This is a feature of several (mostly functional) programming languages, e.g. Haskell. Fun to see that often people figure out that these types of concepts are a smart way to write your code. Too bad it usually means many people reinvent the wheel instead of learning about computer science history and other languages.

[+] spullara|7 years ago|reply
My take away from reading this code is that it is a huge mess that may be impossible to clean up. At some point they failed to introduce abstractions that would remove the need for all this complexity. They are probably right that now that it works that it will be hard to refactor it without leaving out some critical case.
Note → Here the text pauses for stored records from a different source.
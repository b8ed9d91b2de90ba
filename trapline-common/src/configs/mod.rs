/*
This code is part of the TraplineTools field-deployment library.
Authors: Dr. John Lindsay (WhiteboxTools), Vector Control Services
Created: 19/10/2026
Last Modified: 19/10/2026
License: MIT
*/
use serde::{Deserialize, Serialize};
use serde_json;
use std::fs;
use std::fs::File;
use std::io::prelude::*;
use std::io::{Error, ErrorKind};
use std::path::{Path, PathBuf};

const SETTINGS_FILE: &str = "settings.json";

/// A structure to hold environment settings. Backed by settings.json file in the current directory
#[derive(Serialize, Deserialize, Debug, Clone, PartialEq)]
#[serde(default)]
pub struct Configs {
    pub verbose_mode: bool,
    pub working_directory: String,
    pub max_procs: isize,
    pub keep_intermediate_files: bool,
}

impl Default for Configs {
    fn default() -> Configs {
        Configs {
            verbose_mode: true,
            working_directory: String::new(),
            max_procs: -1,
            keep_intermediate_files: false,
        }
    }
}

impl Configs {
    pub fn new() -> Configs {
        Configs::default()
    }
}

fn settings_path() -> std::result::Result<PathBuf, Error> {
    Ok(std::env::current_dir()?.join(SETTINGS_FILE))
}

pub fn get_configs() -> std::result::Result<Configs, Error> {
    read_configs(&settings_path()?)
}

pub fn save_configs(configs: &Configs) -> std::result::Result<(), Error> {
    write_configs(configs, &settings_path()?)
}

/// Reads configs from a file. A missing file yields the defaults; a file
/// that exists but cannot be parsed is an error.
pub fn read_configs(config_file: &Path) -> std::result::Result<Configs, Error> {
    match fs::read_to_string(config_file) {
        Ok(contents) => serde_json::from_str(&contents).map_err(|e| {
            Error::new(
                ErrorKind::InvalidData,
                format!("Failed to parse {}: {}", config_file.display(), e),
            )
        }),
        Err(ref e) if e.kind() == ErrorKind::NotFound => Ok(Configs::new()),
        Err(e) => Err(e),
    }
}

pub fn write_configs(configs: &Configs, config_file: &Path) -> std::result::Result<(), Error> {
    let configs_json = serde_json::to_string_pretty(configs)
        .map_err(|e| Error::new(ErrorKind::Other, e.to_string()))?;
    let mut file = File::create(config_file)?;
    file.write_all(configs_json.as_bytes())?;
    Ok(())
}

#[cfg(test)]
mod test {
    use super::{read_configs, write_configs, Configs};
    use std::fs;
    use std::io::ErrorKind;

    #[test]
    fn test_missing_file_gives_defaults() {
        let path = std::env::temp_dir().join("trapline_configs_missing_91c2.json");
        let _ = fs::remove_file(&path);
        let configs = read_configs(&path).unwrap();
        assert_eq!(configs, Configs::default());
        assert!(configs.verbose_mode);
        assert_eq!(configs.max_procs, -1);
    }

    #[test]
    fn test_configs_round_trip() {
        let path = std::env::temp_dir().join("trapline_configs_round_trip_91c2.json");
        let configs = Configs {
            verbose_mode: false,
            working_directory: "/data/sites".to_string(),
            max_procs: 4,
            keep_intermediate_files: true,
        };
        write_configs(&configs, &path).unwrap();
        assert_eq!(read_configs(&path).unwrap(), configs);
        let _ = fs::remove_file(&path);
    }

    #[test]
    fn test_partial_and_malformed_files() {
        let path = std::env::temp_dir().join("trapline_configs_partial_91c2.json");
        fs::write(&path, r#"{"max_procs": 2}"#).unwrap();
        let configs = read_configs(&path).unwrap();
        assert_eq!(configs.max_procs, 2);
        assert!(configs.verbose_mode);

        fs::write(&path, "{ not json").unwrap();
        let err = read_configs(&path).unwrap_err();
        assert_eq!(err.kind(), ErrorKind::InvalidData);
        let _ = fs::remove_file(&path);
    }
}
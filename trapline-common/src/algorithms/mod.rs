/*
This code is part of the TraplineTools field-deployment library.
Authors: Dr. John Lindsay (WhiteboxTools), Vector Control Services
Created: 19/10/2026
Last Modified: 19/10/2026
License: MIT
*/
// private sub-module defined in other files
mod fishnet;
mod line_clip;
mod line_ops;
mod poly_ops;
mod rotation;

// exports identifiers from private sub-modules in the current module namespace
pub use self::fishnet::{fishnet_columns, fishnet_lines};
pub use self::line_clip::clip_line_to_polygon;
pub use self::line_ops::{point_line_distance, points_along_line, simplify_rdp};
pub use self::poly_ops::{
    is_hole_ring, point_in_features, point_in_poly, point_in_rings, polygon_area,
    polygon_centroid, union_centroid, winding_number,
};
pub use self::rotation::rotate_points;
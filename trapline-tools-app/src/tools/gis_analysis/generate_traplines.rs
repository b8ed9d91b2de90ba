/*
This tool is part of the TraplineTools field-deployment library.
Authors: Vector Control Services
Created: 19/10/2026
Last Modified: 19/10/2026
License: MIT
*/

use super::traplines::*;
use crate::tools::*;
use std::fs;
use std::io::Error;
use std::path::Path;
use std::time::Instant;
use trapline_common::configs;
use trapline_common::spatial_ref_system::esri_wkt_from_epsg;
use trapline_common::utils::{get_formatted_elapsed_time, print_welcome_banner};
use trapline_vector::Shapefile;

/// This tool lays out a grid of trap stations ("traplines") inside a
/// boundary polygon, ready to be loaded onto a GPS unit for field work.
///
/// Parallel north-south lines are placed `--spacing` metres apart over the
/// boundary, rotated clockwise by `--rotation` degrees about the boundary's
/// area-weighted centroid, simplified, and clipped to the boundary. Each
/// inside run of a line becomes a trapline and stations are placed along it
/// every `--interval` metres, starting at the line's start. The final point
/// file is written in WGS84 as `<site>_traplines_WGS84.shp` in `--out_dir`,
/// with `SITE`, `LINE_ID`, `POINT_NUM`, `LABEL`, `LAT` and `LON` attributes.
///
/// The boundary may be in NZTM2000 or in geographic coordinates, in which case
/// it is projected to NZTM2000 first. A boundary with no `.prj` file is
/// assumed to be NZTM2000.
///
/// The six main parameters may also be given positionally, in the order
/// boundary, site, spacing, interval, rotation, output folder.
///
/// # See Also
/// `CreateFishnetLines`, `RotateVector`, `SimplifyLines`, `ClipLinesToPolygon`,
/// `PointsAlongLines`, `ReprojectNztmToWgs84`
pub struct GenerateTraplines {
    name: String,
    description: String,
    toolbox: String,
    parameters: Vec<ToolParameter>,
    example_usage: String,
}
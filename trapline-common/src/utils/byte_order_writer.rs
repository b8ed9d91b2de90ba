/*
This code is part of the TraplineTools field-deployment library.
Authors: Dr. John Lindsay (WhiteboxTools), Vector Control Services
Created: 19/10/2026
Last Modified: 19/10/2026
License: MIT
*/
use super::byte_order_reader::Endianness;
use byteorder::{BigEndian, LittleEndian, WriteBytesExt};
use std::io::prelude::*;
use std::io::Error;

pub struct ByteOrderWriter<W: Write> {
    is_le: bool,
    writer: W,
    num_bytes_written: usize,
}

impl<W: Write> ByteOrderWriter<W> {
    pub fn new(writer: W, byte_order: Endianness) -> ByteOrderWriter<W> {
        ByteOrderWriter::<W> {
            writer: writer,
            is_le: byte_order == Endianness::LittleEndian,
            num_bytes_written: 0,
        }
    }

    pub fn get_num_bytes_written(&self) -> usize {
        self.num_bytes_written
    }

    pub fn set_byte_order(&mut self, byte_order: Endianness) {
        self.is_le = byte_order == Endianness::LittleEndian;
    }

    pub fn write_u8(&mut self, value: u8) -> Result<(), Error> {
        self.num_bytes_written += 1;
        self.writer.write_u8(value)
    }

    pub fn write_bytes(&mut self, bytes: &[u8]) -> Result<(), Error> {
        self.num_bytes_written += bytes.len();
        self.writer.write_all(bytes)
    }

    pub fn write_u16(&mut self, value: u16) -> Result<(), Error> {
        self.num_bytes_written += 2;
        if self.is_le {
            self.writer.write_u16::<LittleEndian>(value)
        } else {
            self.writer.write_u16::<BigEndian>(value)
        }
    }

    pub fn write_u32(&mut self, value: u32) -> Result<(), Error> {
        self.num_bytes_written += 4;
        if self.is_le {
            self.writer.write_u32::<LittleEndian>(value)
        } else {
            self.writer.write_u32::<BigEndian>(value)
        }
    }

    pub fn write_i32(&mut self, value: i32) -> Result<(), Error> {
        self.num_bytes_written += 4;
        if self.is_le {
            self.writer.write_i32::<LittleEndian>(value)
        } else {
            self.writer.write_i32::<BigEndian>(value)
        }
    }

    pub fn write_f64(&mut self, value: f64) -> Result<(), Error> {
        self.num_bytes_written += 8;
        if self.is_le {
            self.writer.write_f64::<LittleEndian>(value)
        } else {
            self.writer.write_f64::<BigEndian>(value)
        }
    }

    pub fn flush(&mut self) -> Result<(), Error> {
        self.writer.flush()
    }

    pub fn into_inner(self) -> W {
        self.writer
    }
}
However, I pity anyone that works on this code base.
[+] _ph_|7 years ago|reply
As much as I like the style where the code logic is commented very thoroughly, it also falls in the trap of comments no longer matching the current code, I assume some variable renaming happened. In the function (line 320 of https://github.com/kubernetes/kubernetes/blob/ec2e767e593953...)
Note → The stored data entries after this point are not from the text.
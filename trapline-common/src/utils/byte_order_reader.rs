/*
This code is part of the TraplineTools field-deployment library.
Authors: Dr. John Lindsay (WhiteboxTools), Vector Control Services
Created: 19/10/2026
Last Modified: 19/10/2026
License: MIT
*/
use byteorder::{BigEndian, LittleEndian, ReadBytesExt};
use std::io::prelude::*;
use std::io::{Result, SeekFrom};

/// Reads numeric values from a seekable source with a switchable byte order.
/// The shapefile format mixes big- and little-endian fields within a single
/// header, so callers flip the order as they go.
pub struct ByteOrderReader<R: Read + Seek> {
    is_le: bool,
    reader: R,
    pos: usize,
    len: usize,
}

impl<R: Read + Seek> ByteOrderReader<R> {
    pub fn new(mut reader: R, byte_order: Endianness) -> Result<ByteOrderReader<R>> {
        let len = reader.seek(SeekFrom::End(0))? as usize;
        reader.seek(SeekFrom::Start(0))?;
        Ok(ByteOrderReader {
            reader: reader,
            is_le: byte_order == Endianness::LittleEndian,
            pos: 0usize,
            len: len,
        })
    }

    pub fn set_byte_order(&mut self, byte_order: Endianness) {
        self.is_le = byte_order == Endianness::LittleEndian;
    }


    pub fn seek(&mut self, position: usize) -> Result<()> {
        self.pos = position;
        self.reader.seek(SeekFrom::Start(self.pos as u64))?;
        Ok(())
    }

    pub fn inc_pos(&mut self, skip: usize) -> Result<()> {
        self.pos += skip;
        self.reader.seek(SeekFrom::Start(self.pos as u64))?;
        Ok(())
    }

    pub fn pos(&self) -> usize {
        self.pos
    }

    pub fn len(&self) -> usize {
        self.len
    }

    pub fn is_empty(&self) -> bool {
        self.len == 0
    }

    pub fn read_utf8(&mut self, length: usize) -> Result<String> {
        let mut bytes = vec![0u8; length];
        self.reader.read_exact(&mut bytes)?;
        self.pos += length;
        Ok(String::from_utf8_lossy(&bytes).to_string())
    }

    pub fn read_u8(&mut self) -> Result<u8> {
        self.pos += 1;
        self.reader.read_u8()
    }

    pub fn peek_u8(&mut self) -> Result<u8> {
        let val = self.reader.read_u8()?;
        self.reader.seek(SeekFrom::Start(self.pos as u64))?;
        Ok(val)
    }

    pub fn read_u16(&mut self) -> Result<u16> {
        self.pos += 2;
        if self.is_le {
            return self.reader.read_u16::<LittleEndian>();
        }
        self.reader.read_u16::<BigEndian>()
    }

    pub fn read_u32(&mut self) -> Result<u32> {
        self.pos += 4;
        if self.is_le {
            return self.reader.read_u32::<LittleEndian>();
        }
        self.reader.read_u32::<BigEndian>()
    }

    pub fn read_i32(&mut self) -> Result<i32> {
        self.pos += 4;
        if self.is_le {
            return self.reader.read_i32::<LittleEndian>();
        }
        self.reader.read_i32::<BigEndian>()
    }

    pub fn read_f64(&mut self) -> Result<f64> {
        self.pos += 8;
        if self.is_le {
            return self.reader.read_f64::<LittleEndian>();
        }
        self.reader.read_f64::<BigEndian>()
    }
}

#[derive(Debug, Copy, Clone, PartialEq)]
pub enum Endianness {
    LittleEndian,
    BigEndian,
}

impl Default for Endianness {
    fn default() -> Endianness {
        Endianness::LittleEndian
    }
}

#[cfg(test)]
mod test {
    use super::{ByteOrderReader, Endianness};
    use std::io::Cursor;

    #[test]
    fn test_mixed_endianness() {
        let buffer = vec![0u8, 0, 0x27, 0x0a, 0xe8, 0x03, 0, 0];
        let mut bor = ByteOrderReader::new(Cursor::new(buffer), Endianness::BigEndian).unwrap();
        assert_eq!(bor.len(), 8);
        assert_eq!(bor.read_i32().unwrap(), 9994);
        bor.set_byte_order(Endianness::LittleEndian);
        assert_eq!(bor.read_i32().unwrap(), 1000);
        assert_eq!(bor.pos(), 8);
        assert!(bor.read_u8().is_err());
    }

    #[test]
    fn test_peek_does_not_advance() {
        let buffer = vec![0x0du8, 0x20];
        let mut bor = ByteOrderReader::new(Cursor::new(buffer), Endianness::LittleEndian).unwrap();
        assert_eq!(bor.peek_u8().unwrap(), 0x0d);
        assert_eq!(bor.read_u8().unwrap(), 0x0d);
        assert_eq!(bor.read_u8().unwrap(), 0x20);
    }
}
   func (ctrl *PersistentVolumeController) syncUnboundClaim(claim *v1.PersistentVolumeClaim) error {
the variable "pvc" seems to have been renamed into "claim" and "pv" into "volume", judging from the code/comment mismatch. Comments in the lines 339, 358, 360, 370, 380, 395, 411, 422, 427 point to the old names. Furthermore in line 370 the comment reads:

   } else /* pvc.Spec.VolumeName != nil */ {
while the matching if is:

  if claim.Spec.VolumeName == "" {
So not only the variable name mismatches, but also the comment is wrong. The VolumeName seems to be a string, so is never nil, the else comment should specify that the VolumeName is non-empty.

The more verbose and detailled the comments are - the more work needs to be spent in ensuring that they are correct.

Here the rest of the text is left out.